Un outil d’organisation et de pilotage du travail
Le premier rôle d’un système d’information managérial serait d’offrir une vue d’ensemble claire et dynamique sur l’organisation du travail. Cela tombe bien, c’est une attente majeure des salariés en termes d’expérience employé (Baromètre 2023 de l’expérience collaborateur : l’expérience employé face à ses contradictions).
En premier lieu on y trouverait de outils de planification collaborative afin faciliter la coordination des tâches et des projets en tenant compte des priorités, des compétences et des disponibilités.
Il comprendrait également la gestion des objectifs avec pour but aligner les priorités à court et long termes avec les stratégies de l’entreprise.
Il permettrait enfin d’ établir et rendre visible répartition des responsabilités en clarifier les rôles et les attentes pour chaque membre de l’équipe.

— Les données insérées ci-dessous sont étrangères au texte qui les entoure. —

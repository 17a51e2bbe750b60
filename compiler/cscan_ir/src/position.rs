//! Line/column/offset positions.
//!
//! A [`SourcePosition`] is what a human reads in a diagnostic (`12:5`) plus
//! the byte offset a tool needs to slice the source. Lines and columns are
//! 1-based; columns count characters, not bytes, matching how editors
//! report positions for non-ASCII text.

use std::fmt;

/// A point in the source text.
#[derive(Copy, Clone, Eq, PartialEq, Hash, Debug)]
pub struct SourcePosition {
    /// 1-based line number.
    pub line: u32,
    /// 1-based column, in characters from the start of the line.
    pub column: u32,
    /// Byte offset from the start of the source.
    pub offset: u32,
}

impl SourcePosition {
    /// Position of the first character of any source.
    pub const START: SourcePosition = SourcePosition {
        line: 1,
        column: 1,
        offset: 0,
    };

    #[inline]
    pub const fn new(line: u32, column: u32, offset: u32) -> Self {
        SourcePosition {
            line,
            column,
            offset,
        }
    }

    /// The position reached after reading `text` starting at `self`.
    ///
    /// `\n` starts a new line; every other character (including `\r`)
    /// advances the column by one.
    #[must_use]
    #[allow(
        clippy::cast_possible_truncation,
        reason = "callers only pass slices of sources that fit in u32"
    )]
    pub fn advance(self, text: &str) -> SourcePosition {
        let mut pos = self;
        for c in text.chars() {
            if c == '\n' {
                pos.line += 1;
                pos.column = 1;
            } else {
                pos.column += 1;
            }
            pos.offset += c.len_utf8() as u32;
        }
        pos
    }
}

impl Default for SourcePosition {
    fn default() -> Self {
        Self::START
    }
}

impl fmt::Display for SourcePosition {
    fn fmt(&self, f: &mut fmt::Formatter<'_>) -> fmt::Result {
        write!(f, "{}:{}", self.line, self.column)
    }
}
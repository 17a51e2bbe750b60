//! C/C++ keyword table.
//!
//! Keywords stay `Identifier` tokens; this table only answers whether a
//! given identifier is reserved. Symbol tables use it to keep keywords out
//! of the identifier list.
//!
//! The lookup uses the identifier's length as a first-pass filter
//! (keywords range from 2-9 chars), then matches against the keywords of
//! that length.

/// Every recognized keyword, alphabetically.
pub const KEYWORDS: [&str; 52] = [
    "auto",
    "bool",
    "break",
    "case",
    "catch",
    "char",
    "class",
    "const",
    "continue",
    "default",
    "delete",
    "do",
    "double",
    "else",
    "enum",
    "extern",
    "false",
    "float",
    "for",
    "friend",
    "goto",
    "if",
    "inline",
    "int",
    "long",
    "namespace",
    "new",
    "operator",
    "private",
    "protected",
    "public",
    "register",
    "return",
    "short",
    "signed",
    "sizeof",
    "static",
    "struct",
    "switch",
    "template",
    "this",
    "throw",
    "true",
    "try",
    "typedef",
    "union",
    "unsigned",
    "using",
    "virtual",
    "void",
    "volatile",
    "while",
];

/// Returns `true` if `text` is a reserved keyword.
#[inline]
pub fn is_keyword(text: &str) -> bool {
    let len = text.len();
    if !(2..=9).contains(&len) || !text.as_bytes()[0].is_ascii_lowercase() {
        return false;
    }
    match len {
        2 => matches!(text, "do" | "if"),
        3 => matches!(text, "for" | "int" | "new" | "try"),
        4 => matches!(
            text,
            "auto" | "bool" | "case" | "char" | "else" | "enum" | "goto" | "long" | "this"
                | "true" | "void"
        ),
        5 => matches!(
            text,
            "break" | "catch" | "class" | "const" | "false" | "float" | "short" | "throw"
                | "union" | "using" | "while"
        ),
        6 => matches!(
            text,
            "delete"
                | "double"
                | "extern"
                | "friend"
                | "inline"
                | "public"
                | "return"
                | "signed"
                | "sizeof"
                | "static"
                | "struct"
                | "switch"
        ),
        7 => matches!(text, "default" | "private" | "typedef" | "virtual"),
        8 => matches!(
            text,
            "continue" | "operator" | "register" | "template" | "unsigned" | "volatile"
        ),
        9 => matches!(text, "namespace" | "protected"),
        _ => false,
    }
}

#[cfg(test)]
mod tests;
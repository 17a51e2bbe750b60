//! Core diagnostic types for structured error reporting.
//!
//! Defines [`Diagnostic`] and [`Label`], the values the scanner records for
//! every lexical fault.

use std::fmt;

use cscan_ir::{SourcePosition, Span};

use crate::ErrorKind;

/// A secondary location related to a diagnostic.
///
/// The primary location is the diagnostic's own `position`/`span`; labels
/// point elsewhere (e.g., the opener an unmatched closer abandoned).
#[derive(Clone, Eq, PartialEq, Hash, Debug)]
pub struct Label {
    pub position: SourcePosition,
    pub span: Span,
    pub message: String,
}

impl Label {
    pub fn new(position: SourcePosition, span: Span, message: impl Into<String>) -> Self {
        Label {
            position,
            span,
            message: message.into(),
        }
    }
}

/// A recorded lexical fault.
#[derive(Clone, Eq, PartialEq, Hash, Debug)]
#[must_use = "diagnostics should be recorded, not silently dropped"]
pub struct Diagnostic {
    pub kind: ErrorKind,
    /// Where the fault starts.
    pub position: SourcePosition,
    /// The reported region.
    pub span: Span,
    /// Input consumed by this diagnostic instead of a token.
    ///
    /// `None` when the reported text is still covered by a token, as for an
    /// invalid escape inside a closed literal.
    pub skipped: Option<Span>,
    pub message: String,
    pub labels: Vec<Label>,
    pub notes: Vec<String>,
    pub suggestions: Vec<String>,
}

impl Diagnostic {
    /// Create a diagnostic whose message defaults to the kind's title.
    #[cold]
    pub fn new(kind: ErrorKind, position: SourcePosition, span: Span) -> Self {
        Diagnostic {
            kind,
            position,
            span,
            skipped: None,
            message: kind.title().to_owned(),
            labels: Vec::new(),
            notes: Vec::new(),
            suggestions: Vec::new(),
        }
    }

    /// Set the main message.
    pub fn with_message(mut self, message: impl Into<String>) -> Self {
        self.message = message.into();
        self
    }

    /// Mark `span` as consumed by this diagnostic.
    pub fn with_skipped(mut self, span: Span) -> Self {
        self.skipped = Some(span);
        self
    }

    /// Add a secondary label.
    pub fn with_label(
        mut self,
        position: SourcePosition,
        span: Span,
        message: impl Into<String>,
    ) -> Self {
        self.labels.push(Label::new(position, span, message));
        self
    }

    /// Add a note providing additional context.
    pub fn with_note(mut self, note: impl Into<String>) -> Self {
        self.notes.push(note.into());
        self
    }

    /// Add a suggestion for fixing the error.
    pub fn with_suggestion(mut self, suggestion: impl Into<String>) -> Self {
        self.suggestions.push(suggestion.into());
        self
    }

    /// The stable error code of this diagnostic's kind.
    pub fn code(&self) -> &'static str {
        self.kind.as_str()
    }
}

impl fmt::Display for Diagnostic {
    fn fmt(&self, f: &mut fmt::Formatter<'_>) -> fmt::Result {
        write!(
            f,
            "error[{}]: {}\n  --> {}",
            self.kind, self.message, self.position
        )?;

        for label in &self.labels {
            write!(f, "\n      {}: {}", label.position, label.message)?;
        }

        for note in &self.notes {
            write!(f, "\n  = note: {note}")?;
        }

        for suggestion in &self.suggestions {
            write!(f, "\n  = help: {suggestion}")?;
        }

        Ok(())
    }
}
//! Scanner configuration.

/// Options for one scan.
///
/// `Default` enables every check and accepts any source the position
/// types can address.
#[derive(Copy, Clone, Debug, PartialEq, Eq)]
pub struct LexerConfig {
    /// Largest accepted source, in bytes. Capped at `u32::MAX`.
    pub max_source_len: usize,
    /// Track `( ) { } [ ]` balance and report unmatched delimiters.
    pub track_delimiters: bool,
    /// Report `.` surrounded by whitespace between identifiers (`x . y`).
    pub flag_spaced_member_access: bool,
}

impl LexerConfig {
    /// Effective size limit after capping at `u32::MAX`.
    pub fn source_limit(&self) -> usize {
        self.max_source_len.min(u32::MAX as usize)
    }

    #[must_use]
    pub fn with_max_source_len(mut self, max_source_len: usize) -> Self {
        self.max_source_len = max_source_len;
        self
    }

    #[must_use]
    pub fn with_delimiter_tracking(mut self, enabled: bool) -> Self {
        self.track_delimiters = enabled;
        self
    }

    #[must_use]
    pub fn with_spaced_member_access_check(mut self, enabled: bool) -> Self {
        self.flag_spaced_member_access = enabled;
        self
    }
}

impl Default for LexerConfig {
    fn default() -> Self {
        LexerConfig {
            max_source_len: u32::MAX as usize,
            track_delimiters: true,
            flag_spaced_member_access: true,
        }
    }
}
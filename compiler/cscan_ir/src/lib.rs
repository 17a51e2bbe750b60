//! cscan IR - data types shared across the lexer pipeline.
//!
//! This crate contains the plain data structures every other cscan crate
//! speaks in:
//! - [`Span`] for byte ranges in the source
//! - [`SourcePosition`] for line/column/offset triples
//! - [`Token`] and [`TokenKind`] for scanner output
//!
//! Every type here is immutable once built and derives
//! `Clone, Eq, PartialEq, Hash, Debug` so results can be compared and
//! stored by callers without extra glue.

/// Compile-time assertion that a type has a specific size.
///
/// Used to prevent accidental size regressions in frequently-allocated types.
#[macro_export]
macro_rules! static_assert_size {
    ($ty:ty, $size:expr) => {
        const _: [(); $size] = [(); ::std::mem::size_of::<$ty>()];
    };
}

mod position;
mod span;
mod token;

pub use position::SourcePosition;
pub use span::Span;
pub use token::{Token, TokenKind};
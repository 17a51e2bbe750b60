//! Line lookups for rendering diagnostics.
//!
//! Diagnostics carry their own [`SourcePosition`], so these helpers are for
//! the other direction: finding the text of a line to show under a
//! diagnostic, or recomputing a position from a bare offset.

use cscan_ir::SourcePosition;

/// Pre-computed line offset table for O(log L) line lookup.
///
/// ```
/// use cscan_diagnostic::span_utils::LineOffsetTable;
///
/// let source = "int a;\nint b;\n";
/// let table = LineOffsetTable::build(source);
///
/// assert_eq!(table.line_from_offset(7), 2);
/// assert_eq!(table.line_text(source, 2), Some("int b;"));
/// ```
#[derive(Clone, Debug, Default)]
pub struct LineOffsetTable {
    /// Byte offset of each line start; `offsets[0] == 0`.
    offsets: Vec<u32>,
}

impl LineOffsetTable {
    /// Build the table with one pass over the source.
    pub fn build(source: &str) -> Self {
        let mut offsets = vec![0u32];
        for (i, byte) in source.bytes().enumerate() {
            if byte == b'\n' {
                offsets.push(u32::try_from(i + 1).unwrap_or(u32::MAX));
            }
        }
        LineOffsetTable { offsets }
    }

    /// 1-based line containing `offset`.
    #[inline]
    pub fn line_from_offset(&self, offset: u32) -> u32 {
        let line_idx = match self.offsets.binary_search(&offset) {
            Ok(exact) => exact,
            Err(insert) => insert.saturating_sub(1),
        };
        u32::try_from(line_idx).unwrap_or(u32::MAX - 1) + 1
    }

    /// Full position of `offset`, with the column counted in characters.
    pub fn position(&self, source: &str, offset: u32) -> SourcePosition {
        let line = self.line_from_offset(offset);
        let line_start = self.line_start_offset(line).unwrap_or(0) as usize;
        let end = (offset as usize).min(source.len());
        let column = source
            .get(line_start..end)
            .map_or(0, |text| text.chars().count());
        SourcePosition::new(
            line,
            u32::try_from(column).unwrap_or(u32::MAX - 1) + 1,
            offset,
        )
    }

    /// Byte offset of the start of a 1-based line.
    pub fn line_start_offset(&self, line: u32) -> Option<u32> {
        if line == 0 {
            return None;
        }
        self.offsets.get((line - 1) as usize).copied()
    }

    /// Text of a 1-based line without its line terminator.
    pub fn line_text<'a>(&self, source: &'a str, line: u32) -> Option<&'a str> {
        let start = self.line_start_offset(line)? as usize;
        let end = self
            .line_start_offset(line + 1)
            .map_or(source.len(), |next| next as usize);
        let text = source.get(start..end)?;
        let text = text.strip_suffix('\n').unwrap_or(text);
        Some(text.strip_suffix('\r').unwrap_or(text))
    }

    pub fn line_count(&self) -> usize {
        self.offsets.len()
    }
}

#[cfg(test)]
mod tests;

Un bon SIM serait également adapté aux besoins des équipes hybrides et distribuées, offrant des solutions pour maintenir la cohésion, éviter les silos et assurer une exécution agile avec des outils collaboratifs flexibles qui rendrait visite le travail de chacun et favoriserait le « working out loud« .
Il permettrait d’ailleurs de comprendre comment le travail est réellement fait au delà de l’illusion de l’organigramme mais en identifiant les vrais réseaux (Une organisation incohérente avec la manière dont on travaille. Irritant #6 de l’expérience employé et Le réseau social implicite selon Sinequa).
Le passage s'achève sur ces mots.